Plasmacytoid dendritic cells (pDCs) play essential roles in directing immune responses. These cells may be particularly important in determining the nature of immune responses to
viral infections in patients with allergic
asthma as well those with other atopic diseases. The purposes of this study were 1) to compare the functional capacity of pDCs in patients with one type of allergic disorder, allergic
asthma, and controls; 2) to determine whether
IgE cross-linking affects
antiviral responses of
influenza-exposed pDCs; and 3) to determine whether evidence of counterregulation of FcepsilonRIalpha and IFN-alpha pathways exists in these cells. pDC function was assessed in a subset of
asthma patients and in controls by measuring IFN-alpha production after exposure of purified pDCs to influenza viruses. FcepsilonRIalpha expression on pDCs was determined by flow cytometry in blood samples from patients with allergic
asthma and controls. pDCs from patients with
asthma secreted significantly less IFN-alpha upon exposure to
influenza A (572 versus 2815; p = 0.03), and secretion was inversely correlated with serum
IgE levels.

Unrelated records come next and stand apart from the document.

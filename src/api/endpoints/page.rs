//! The prediction page.
//!
//! - `GET /`: empty form, plus this session's history if it has any
//! - `POST /`: urlencoded form submission, rendered result or inline error

use axum::extract::State;
use axum::response::Html;
use axum::{Extension, Form};

use crate::api::error::ApiError;
use crate::api::types::{ApiContext, SessionId};
use crate::pipeline::processor::Outcome;
use crate::ui::{render_page, FormInput, PageView, Panel};

pub async fn show(
    State(ctx): State<ApiContext>,
    Extension(session): Extension<SessionId>,
) -> Result<Html<String>, ApiError> {
    let history = ctx.core.history(&session.0)?;
    let form = FormInput::default();
    Ok(Html(render_page(&PageView {
        reference: ctx.core.reference(),
        form: &form,
        panel: Panel::Idle { history: &history },
    })))
}

pub async fn submit(
    State(ctx): State<ApiContext>,
    Extension(session): Extension<SessionId>,
    Form(input): Form<FormInput>,
) -> Result<Html<String>, ApiError> {
    let outcome = match input.parse() {
        Ok(form) => ctx.core.submit(session.0, &form)?,
        Err(e) => Outcome::Failure(e.into()),
    };

    let panel = match &outcome {
        Outcome::Success(report) => Panel::Report(report),
        Outcome::Failure(err) => Panel::Error(err.to_string()),
    };

    Ok(Html(render_page(&PageView {
        reference: ctx.core.reference(),
        form: &input,
        panel,
    })))
}
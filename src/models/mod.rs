pub mod enums;
pub mod patient;
pub mod prediction;

pub use enums::*;
pub use patient::*;
pub use prediction::*;
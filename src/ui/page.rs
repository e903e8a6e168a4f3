//! Full page layout: sidebar, header, form and the result panel.

use crate::config::APP_NAME;
use crate::models::prediction::HistoryEntry;
use crate::pipeline::processor::PredictionReport;
use crate::pipeline::reference::ReferenceStats;
use crate::ui::chart::render_comparison_chart;
use crate::ui::escape_html;
use crate::ui::form::{render_form, FormInput};
use crate::ui::history::render_history_table;

const PREVENTION_TIPS: [&str; 5] = [
    "Maintain healthy blood pressure",
    "Exercise regularly",
    "Eat a balanced diet",
    "Avoid smoking and alcohol",
    "Monitor BMI and glucose levels",
];

/// What appears under the form.
#[derive(Debug)]
pub enum Panel<'a> {
    /// No submission yet in this request. Shows earlier history, if any.
    Idle { history: &'a [HistoryEntry] },
    /// Successful prediction: result, chart, history.
    Report(&'a PredictionReport),
    /// Failed submission: only the error, no chart and no history.
    Error(String),
}

pub struct PageView<'a> {
    pub reference: &'a ReferenceStats,
    pub form: &'a FormInput,
    pub panel: Panel<'a>,
}

pub fn render_page(view: &PageView<'_>) -> String {
    let sidebar = render_sidebar(view.reference);
    let form = render_form(view.form);
    let panel = match &view.panel {
        Panel::Idle { history } => render_history_table(history),
        Panel::Report(report) => render_report(report),
        Panel::Error(message) => format!(
            r#"<div class="error" role="alert">Prediction error: {}</div>
"#,
            escape_html(message)
        ),
    };

    format!(
        r#"<!DOCTYPE html>
<html lang="en">
<head>
<meta charset="utf-8">
<meta name="viewport" content="width=device-width, initial-scale=1">
<title>{APP_NAME}</title>
<style>
*,*::before,*::after{{box-sizing:border-box}}
body{{margin:0;font-family:-apple-system,BlinkMacSystemFont,'Segoe UI',Roboto,sans-serif;background:linear-gradient(160deg,#0f2027,#203a43,#2c5364);color:#f5f5f4;min-height:100vh;display:flex}}
aside{{width:280px;background:rgba(0,0,0,.35);padding:24px;flex-shrink:0}}
aside h1{{font-size:1.25rem;margin-top:0}}
main{{flex:1;max-width:760px;margin:0 auto;padding:24px}}
header h1{{text-align:center;color:white}}
header hr{{border:2px solid white}}
.columns{{display:flex;gap:24px}}
.column{{flex:1;display:flex;flex-direction:column}}
label{{margin-top:10px;font-size:.9rem}}
select,input{{padding:8px;border-radius:6px;border:1px solid #d6d3d1;font-size:1rem}}
button{{margin-top:20px;padding:10px 24px;border:none;border-radius:8px;background:#ef4444;color:white;font-size:1rem;cursor:pointer}}
.result h3,.verdict{{text-align:center}}
.verdict.high{{color:red}}
.verdict.low{{color:#22c55e}}
progress{{width:100%;height:18px}}
.chart{{width:100%;background:white;border-radius:8px}}
.error{{margin-top:20px;padding:12px 16px;border-radius:8px;background:#fee2e2;color:#991b1b}}
table{{width:100%;border-collapse:collapse;background:rgba(255,255,255,.08)}}
th,td{{padding:6px 10px;border-bottom:1px solid rgba(255,255,255,.2);text-align:left}}
</style>
</head>
<body>
{sidebar}<main>
<header>
  <h1>🧠 {APP_NAME}</h1>
  <hr>
</header>
{form}{panel}</main>
</body>
</html>
"#
    )
}

fn render_sidebar(reference: &ReferenceStats) -> String {
    let tips: String = PREVENTION_TIPS
        .iter()
        .map(|tip| format!("    <li>{tip}</li>\n"))
        .collect();
    format!(
        r#"<aside>
  <h1>🧠 Stroke Prediction Info</h1>
  <p><strong>Stroke Prevention Tips:</strong></p>
  <ul>
{tips}  </ul>
  <hr>
  <h2>Dataset Stats</h2>
  <p>Total Records: {total}</p>
  <p>Stroke Cases: {cases}</p>
</aside>
"#,
        total = reference.total_records,
        cases = reference.stroke_cases,
    )
}

fn render_report(report: &PredictionReport) -> String {
    let result = &report.result;
    let (class, icon) = match result.label.class() {
        1 => ("high", "⚠️"),
        _ => ("low", "✅"),
    };
    format!(
        r#"<section class="result">
  <h3>Probability of Stroke: {probability}</h3>
  <progress value="{progress}" max="100">{progress}%</progress>
  <h2 class="verdict {class}">{icon} {verdict}</h2>
  <h2>📊 Your Stats vs Dataset Average</h2>
{chart}</section>
{history}"#,
        probability = result.probability_display(),
        progress = result.progress_percent(),
        verdict = result.label.verdict(),
        chart = render_comparison_chart(&report.comparison),
        history = render_history_table(&report.history),
    )
}
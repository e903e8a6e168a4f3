//! Category encoder: human-readable labels → integer codes the classifier expects.
//!
//! The tables are declared in `models::enums`; this module
//! is the string-keyed entry point used by the form and JSON surfaces.

use crate::models::enums::CategoricalField;

#[derive(Debug, Clone, PartialEq, Eq, thiserror::Error)]
pub enum EncodeError {
    #[error("Unknown {field} category: {label:?}")]
    UnknownCategory { field: &'static str, label: String },
}

/// Encode one label of a categorical field.
pub fn encode(field: CategoricalField, label: &str) -> Result<u8, EncodeError> {
    field
        .table()
        .iter()
        .find(|(known, _)| *known == label)
        .map(|(_, code)| *code)
        .ok_or_else(|| EncodeError::UnknownCategory {
            field: field.name(),
            label: label.to_string(),
        })
}
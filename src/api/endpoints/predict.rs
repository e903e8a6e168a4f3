//! `POST /api/predict`: score one patient, JSON in and out.

use axum::extract::rejection::JsonRejection;
use axum::extract::State;
use axum::Extension;
use axum::Json;
use serde::Serialize;

use crate::api::error::ApiError;
use crate::api::types::{ApiContext, SessionId};
use crate::models::patient::PatientForm;
use crate::models::prediction::HistoryEntry;
use crate::pipeline::processor::{Outcome, PredictionReport};
use crate::pipeline::reference::ComparisonRow;

#[derive(Debug, Serialize)]
pub struct PredictResponse {
    /// Raw class from the classifier: 0 or 1.
    pub label: u8,
    /// `"High Risk"` / `"Low Risk"`
    pub prediction: &'static str,
    pub verdict: &'static str,
    pub probability: f64,
    /// `"73.25%"`
    pub probability_display: String,
    pub comparison: Vec<ComparisonRow>,
    pub history: Vec<HistoryEntry>,
}

impl From<PredictionReport> for PredictResponse {
    fn from(report: PredictionReport) -> Self {
        let result = report.result;
        Self {
            label: result.label.class(),
            prediction: result.label.as_str(),
            verdict: result.label.verdict(),
            probability: result.probability,
            probability_display: result.probability_display(),
            comparison: report.comparison,
            history: report.history,
        }
    }
}

pub async fn predict(
    State(ctx): State<ApiContext>,
    Extension(session): Extension<SessionId>,
    payload: Result<Json<PatientForm>, JsonRejection>,
) -> Result<Json<PredictResponse>, ApiError> {
    let Json(form) = payload.map_err(|e| ApiError::BadRequest(e.body_text()))?;

    match ctx.core.submit(session.0, &form)? {
        Outcome::Success(report) => Ok(Json(report.into())),
        Outcome::Failure(err) => Err(err.into()),
    }
}
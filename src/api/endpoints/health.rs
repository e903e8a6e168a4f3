//! Health check endpoint.

use axum::extract::State;
use axum::Json;
use serde::Serialize;

use crate::api::types::ApiContext;

#[derive(Serialize)]
pub struct HealthResponse {
    pub status: &'static str,
    pub version: &'static str,
    pub model_kind: &'static str,
    pub active_sessions: usize,
    pub predictions_served: u64,
}

/// `GET /health`: liveness plus a few counters.
pub async fn check(State(ctx): State<ApiContext>) -> Json<HealthResponse> {
    Json(HealthResponse {
        status: "ok",
        version: crate::config::APP_VERSION,
        model_kind: ctx.core.classifier().kind(),
        active_sessions: ctx.core.active_sessions(),
        predictions_served: ctx.core.predictions_served(),
    })
}
//! Application router.
//!
//! Returns a composable `Router` that can be mounted on any axum server.
//!
//! Layer stack (outermost → innermost):
//! 1. `Cache-Control: no-store` on every response → 2. Extension(ApiContext)
//! → 3. Session cookie → handler

use std::sync::Arc;

use axum::http::header::CACHE_CONTROL;
use axum::http::HeaderValue;
use axum::routing::{get, post};
use axum::Router;
use tower_http::set_header::SetResponseHeaderLayer;

use crate::api::endpoints;
use crate::api::middleware;
use crate::api::types::ApiContext;
use crate::core_state::CoreState;

/// Build the application router.
///
/// Middleware uses `Extension<ApiContext>` (injected outside the session layer).
/// Endpoint handlers use `State<ApiContext>` (provided via `with_state`).
pub fn app_router(core: Arc<CoreState>) -> Router {
    build_router(ApiContext::new(core))
}

fn build_router(ctx: ApiContext) -> Router {
    // Session-scoped routes: page + JSON API
    let sessioned = Router::new()
        .route("/", get(endpoints::page::show).post(endpoints::page::submit))
        .route("/api/predict", post(endpoints::predict::predict))
        .route("/api/history", get(endpoints::history::list))
        .route("/api/dataset", get(endpoints::dataset::stats))
        .with_state(ctx.clone())
        .layer(axum::middleware::from_fn(middleware::session::ensure_session))
        // Extension must be outside the session layer so it can extract ApiContext
        .layer(axum::Extension(ctx.clone()));

    // Health needs no session
    let open = Router::new()
        .route("/health", get(endpoints::health::check))
        .with_state(ctx);

    Router::new()
        .merge(sessioned)
        .merge(open)
        .fallback(endpoints::not_found)
        // Patient data must never be cached
        .layer(SetResponseHeaderLayer::overriding(
            CACHE_CONTROL,
            HeaderValue::from_static("no-store"),
        ))
}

Moreover,
IgE cross-linking prior to viral challenge resulted in 1) abrogation of the
influenza-induced pDC IFN-alpha response; 2) diminished
influenza and
gardiquimod-induced TLR-7 upregulation in pDCs; and 3) interruption of
influenza-induced upregulation of pDC maturation/costimulatory molecules. In addition, exposure to
influenza and
gardiquimod resulted in upregulation of TLR-7, with concomitant downregulation of FcepsilonRIalpha expression in pDCs. These data suggest that counterregulation of FcepsilonRI and TLR-7 pathways exists in pDCs, and that
IgE cross-linking impairs pDC
antiviral responses.